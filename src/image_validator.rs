// src/image_validator.rs
use tracing::{info, warn};

/// Upper bound for profile pictures (2 MiB)
pub const MAX_PICTURE_BYTES: u64 = 2 * 1024 * 1024;

const PNG_SIGNATURE: &[u8] = &[0x89, 0x50, 0x4E, 0x47, 0x0D, 0x0A, 0x1A, 0x0A];
const JPEG_SIGNATURE: &[u8] = &[0xFF, 0xD8, 0xFF];
const GIF87_SIGNATURE: &[u8] = b"GIF87a";
const GIF89_SIGNATURE: &[u8] = b"GIF89a";

#[derive(Debug, Clone, Copy, PartialEq, Eq)]
pub enum ImageFormat {
    Jpeg,
    Png,
    Gif,
}

impl ImageFormat {
    /// Identify the format from the leading bytes of the file
    pub fn sniff(bytes: &[u8]) -> Option<Self> {
        if bytes.starts_with(PNG_SIGNATURE) {
            Some(Self::Png)
        } else if bytes.starts_with(JPEG_SIGNATURE) {
            Some(Self::Jpeg)
        } else if bytes.starts_with(GIF87_SIGNATURE) || bytes.starts_with(GIF89_SIGNATURE) {
            Some(Self::Gif)
        } else {
            None
        }
    }

    pub fn mime_type(self) -> &'static str {
        match self {
            Self::Jpeg => "image/jpeg",
            Self::Png => "image/png",
            Self::Gif => "image/gif",
        }
    }

    pub fn accepts_extension(self, extension: &str) -> bool {
        match self {
            Self::Jpeg => matches!(extension, "jpg" | "jpeg"),
            Self::Png => extension == "png",
            Self::Gif => extension == "gif",
        }
    }

    pub fn extension(self) -> &'static str {
        match self {
            Self::Jpeg => "jpg",
            Self::Png => "png",
            Self::Gif => "gif",
        }
    }
}

#[derive(Debug, Clone)]
pub struct ImageValidationError {
    pub error_type: ImageErrorType,
    pub message: String,
    pub suggestion: String,
}

#[derive(Debug, Clone, Copy, PartialEq, Eq)]
pub enum ImageErrorType {
    WrongFormat,
    TooLarge,
}

impl ImageErrorType {
    pub fn code(&self) -> &'static str {
        match self {
            Self::WrongFormat => "IMAGE_WRONG_FORMAT",
            Self::TooLarge => "IMAGE_TOO_LARGE",
        }
    }
}

pub struct ImageValidator {
    max_bytes: u64,
}

impl Default for ImageValidator {
    fn default() -> Self {
        Self::new(MAX_PICTURE_BYTES)
    }
}

impl ImageValidator {
    pub fn new(max_bytes: u64) -> Self {
        Self { max_bytes }
    }

    /// Validate an uploaded profile picture. The format check comes first and
    /// looks at the content only, never at the client file name.
    pub fn validate_profile_image(
        &self,
        bytes: &[u8],
    ) -> Result<ImageFormat, ImageValidationError> {
        let Some(format) = ImageFormat::sniff(bytes) else {
            warn!("Rejected profile picture with unrecognized content");
            return Err(ImageValidationError {
                error_type: ImageErrorType::WrongFormat,
                message: "Only JPG, PNG, and GIF images are allowed.".to_string(),
                suggestion: "Please upload a JPEG, PNG or GIF image".to_string(),
            });
        };

        let size = bytes.len() as u64;
        if size > self.max_bytes {
            warn!(
                "Rejected profile picture: {:.1}MB exceeds limit",
                size as f64 / 1024.0 / 1024.0
            );
            return Err(ImageValidationError {
                error_type: ImageErrorType::TooLarge,
                message: format!(
                    "Profile picture must be smaller than {} MB.",
                    format_megabytes(self.max_bytes)
                ),
                suggestion: "Please resize or compress your image and try again".to_string(),
            });
        }

        info!(
            "Profile picture validation passed: {} ({} bytes)",
            format.mime_type(),
            size
        );
        Ok(format)
    }
}

/// `2097152` → `"2"`, `1572864` → `"1.5"`
pub fn format_megabytes(bytes: u64) -> String {
    let megabytes = bytes as f64 / 1024.0 / 1024.0;
    if megabytes.fract() == 0.0 {
        format!("{}", megabytes as u64)
    } else {
        format!("{:.1}", megabytes)
    }
}

#[cfg(test)]
pub(crate) fn png_bytes(len: usize) -> Vec<u8> {
    let mut bytes = PNG_SIGNATURE.to_vec();
    bytes.resize(len.max(PNG_SIGNATURE.len()), 0);
    bytes
}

· · · ·

**EXERCISE INSTRUCTIONS**. Taking the material above, say how many lines have "Rejected" in them, and give no other output.

**THE COMPLETED TASK**. 2